A rapid and inexpensive method for anticipating severe toxicity to fluorouracil and fluorouracil-based chemotherapy.

Dihydropyrimidine dehydrogenase (DPD) deficiency leads to dramatic overexposure to fluorouracil (5-FU), resulting in a potentially lethal outcome in patients treated with standard doses. The aim of this study was to validate, in a routine clinical setting, a simple and rapid method to determine the DPD status in a subset of cancer patients, all presenting with life-threatening toxicities following 5-FU or capecitabine intake. In this study, 80 out of 615 patients (13%) suffered severe toxicities, including 5 lethal ones (0.8%), during or after chemotherapy with a fluoropyrimidine drug. Patients with severe toxicities were treated with 5-FU (76 patients) or capecitabine-containing protocols (4 patients). Simplified uracil to di-hydrouracil (U/UH2) ratio determination in plasma was retrospectively performed in these 80 patients, as a surrogate marker of DPD activity. When possible, 5-FU Css determination was performed, and screenings for the canonical IVS14+1G>A mutation were systematically carried out. Comparison of the U/UH2 ratios with a reference, non-toxic population, showed abnormal values suggesting impaired DPD activity in 57 out of the 80 toxic patients (71%) included in this study, and in 4 out of 5 patients (80%) with a fatal outcome. Similarly, drug exposures up to 15 times higher than the range observed in the non-toxic population were also observed.
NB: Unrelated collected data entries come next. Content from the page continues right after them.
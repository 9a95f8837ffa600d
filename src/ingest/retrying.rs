// src/ingest/retrying.rs
use async_trait::async_trait;

use crate::error::FetchError;
use crate::ingest::types::{RawPost, TimeWindow, TimelineSource};
use crate::retry::{with_retry, RetryPolicy};
use crate::session::SessionState;

/// Retries transient fetch failures (`NetworkTimeout`) of any source.
/// Session and layout failures are returned on the first attempt.
pub struct RetryingSource<S> {
    inner: S,
    policy: RetryPolicy,
}

impl<S: TimelineSource> RetryingSource<S> {
    pub fn new(inner: S, policy: RetryPolicy) -> Self {
        Self { inner, policy }
    }
}

#[async_trait]
impl<S: TimelineSource> TimelineSource for RetryingSource<S> {
    async fn fetch(
        &self,
        session: &SessionState,
        account: &str,
        window: &TimeWindow,
    ) -> Result<Vec<RawPost>, FetchError> {
        with_retry(&self.policy, "timeline fetch", FetchError::is_retryable, |_| {
            self.inner.fetch(session, account, window)
        })
        .await
    }

    fn name(&self) -> &'static str {
        self.inner.name()
    }
}
// src/ingest/providers/fixture.rs
use anyhow::{Context, Result};
use async_trait::async_trait;
use std::path::Path;

use crate::error::FetchError;
use crate::ingest::types::{RawPost, TimeWindow, TimelineSource};
use crate::session::SessionState;

/// Offline timeline read from a JSON array of posts. Used for dry runs and
/// tests; the session is accepted but not needed.
pub struct FixtureTimelineSource {
    pub posts: Vec<RawPost>,
}

impl FixtureTimelineSource {
    pub fn from_fixture(content: &str) -> Result<Self> {
        let posts: Vec<RawPost> =
            serde_json::from_str(content).context("parsing timeline fixture json")?;
        Ok(Self { posts })
    }

    pub fn from_path(path: &Path) -> Result<Self> {
        let content = std::fs::read_to_string(path)
            .with_context(|| format!("reading timeline fixture {}", path.display()))?;
        Self::from_fixture(&content)
    }

    pub fn new(posts: Vec<RawPost>) -> Self {
        Self { posts }
    }
}

#[async_trait]
impl TimelineSource for FixtureTimelineSource {
    async fn fetch(
        &self,
        _session: &SessionState,
        account: &str,
        _window: &TimeWindow,
    ) -> Result<Vec<RawPost>, FetchError> {
        let wanted = account.trim_start_matches('@');
        Ok(self
            .posts
            .iter()
            .filter(|p| p.author_handle.trim_start_matches('@').eq_ignore_ascii_case(wanted))
            .cloned()
            .collect())
    }

    fn name(&self) -> &'static str {
        "fixture"
    }
}

#[cfg(test)]
mod tests {
    use super::*;

    #[tokio::test]
    async fn only_returns_posts_for_the_requested_account() {
        let src = FixtureTimelineSource::from_fixture(
            r#"[
                {"text":"a","posted_at":"2024-05-01T10:00:00Z","author_handle":"financialjuice"},
                {"text":"b","posted_at":"2024-05-01T10:00:00Z","author_handle":"someoneelse"}
            ]"#,
        )
        .unwrap();
        let out = src
            .fetch(&SessionState::new(vec![]), "@FinancialJuice", &TimeWindow::trailing(chrono::Utc::now(), 24))
            .await
            .unwrap();
        assert_eq!(out.len(), 1);
        assert_eq!(out[0].text, "a");
    }
}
Importantly, no IVS14+1G>A mutation was found in these patients, including those displaying the most severe or lethal toxicities. These data warrant systematic detection of DPD-deficient patients prior to fluoropyrimidine administration, including when oral capecitabine (Xeloda) is scheduled. Finally, the simplified methodology presented here proved to be a low cost and rapid way to identify routinely patients at risk of toxicity with 5-FU or capecitabine.